**YOUR ASSIGNMENT:**
Word for word, write out all of the data below.

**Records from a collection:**
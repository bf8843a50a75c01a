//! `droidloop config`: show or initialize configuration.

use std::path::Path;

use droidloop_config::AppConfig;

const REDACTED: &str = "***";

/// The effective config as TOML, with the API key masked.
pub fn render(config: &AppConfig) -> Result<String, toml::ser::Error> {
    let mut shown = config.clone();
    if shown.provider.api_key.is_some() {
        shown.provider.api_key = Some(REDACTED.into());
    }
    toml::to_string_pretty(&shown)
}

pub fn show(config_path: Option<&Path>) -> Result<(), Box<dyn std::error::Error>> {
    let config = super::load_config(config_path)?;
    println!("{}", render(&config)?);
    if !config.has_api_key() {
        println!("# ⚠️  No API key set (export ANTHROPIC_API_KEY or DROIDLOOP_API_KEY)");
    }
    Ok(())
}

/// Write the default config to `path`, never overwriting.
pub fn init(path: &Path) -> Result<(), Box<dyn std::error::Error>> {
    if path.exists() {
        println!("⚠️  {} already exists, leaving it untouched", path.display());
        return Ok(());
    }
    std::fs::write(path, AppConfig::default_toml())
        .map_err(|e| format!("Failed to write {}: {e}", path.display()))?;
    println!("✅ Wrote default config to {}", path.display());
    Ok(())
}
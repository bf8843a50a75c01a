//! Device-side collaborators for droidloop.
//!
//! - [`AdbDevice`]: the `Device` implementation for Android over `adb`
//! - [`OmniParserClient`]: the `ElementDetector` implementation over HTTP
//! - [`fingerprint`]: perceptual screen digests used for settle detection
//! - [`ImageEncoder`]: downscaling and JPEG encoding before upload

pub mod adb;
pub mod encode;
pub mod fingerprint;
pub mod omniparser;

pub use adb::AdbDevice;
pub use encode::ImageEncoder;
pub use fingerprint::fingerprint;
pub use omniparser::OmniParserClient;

**TASK SOLUTION:**
repository bf8843a50a75c01a
//! `droidloop config`: show or initialize configuration.

use std::path::Path;

use droidloop_config::AppConfig;

const REDACTED: &str = "***";

/// The effective config as TOML, with the API key masked.
pub fn render(config: &AppConfig) -> Result<String, toml::ser::Error> {
    let mut shown = config.clone();
    if shown.provider.api_key.is_some() {
        shown.provider.api_key = Some(REDACTED.into());
    }
    toml::to_string_pretty(&shown)
}

pub fn show(config_path: Option<&Path>) -> Result<(), Box<dyn std::error::Error>> {
    let config = super::load_config(config_path)?;
    println!("{}", render(&config)?);
    if !config.has_api_key() {
        println!("# ⚠️  No API key set (export ANTHROPIC_API_KEY or DROIDLOOP_API_KEY)");
    }
    Ok(())
}

/// Write the default config to `path`, never overwriting.
pub fn init(path: &Path) -> Result<(), Box<dyn std::error::Error>> {
    if path.exists() {
        println!("⚠️  {} already exists, leaving it untouched", path.display());
        return Ok(());
    }
    std::fs::write(path, AppConfig::default_toml())
        .map_err(|e| format!("Failed to write {}: {e}", path.display()))?;
    println!("✅ Wrote default config to {}", path.display());
    Ok(())
}
repository bf8843a50a75c01a
//! Device-side collaborators for droidloop.
//!
//! - [`AdbDevice`]: the `Device` implementation for Android over `adb`
//! - [`OmniParserClient`]: the `ElementDetector` implementation over HTTP
//! - [`fingerprint`]: perceptual screen digests used for settle detection
//! - [`ImageEncoder`]: downscaling and JPEG encoding before upload

pub mod adb;
pub mod encode;
pub mod fingerprint;
pub mod omniparser;

pub use adb::AdbDevice;
pub use encode::ImageEncoder;
pub use fingerprint::fingerprint;
pub use omniparser::OmniParserClient;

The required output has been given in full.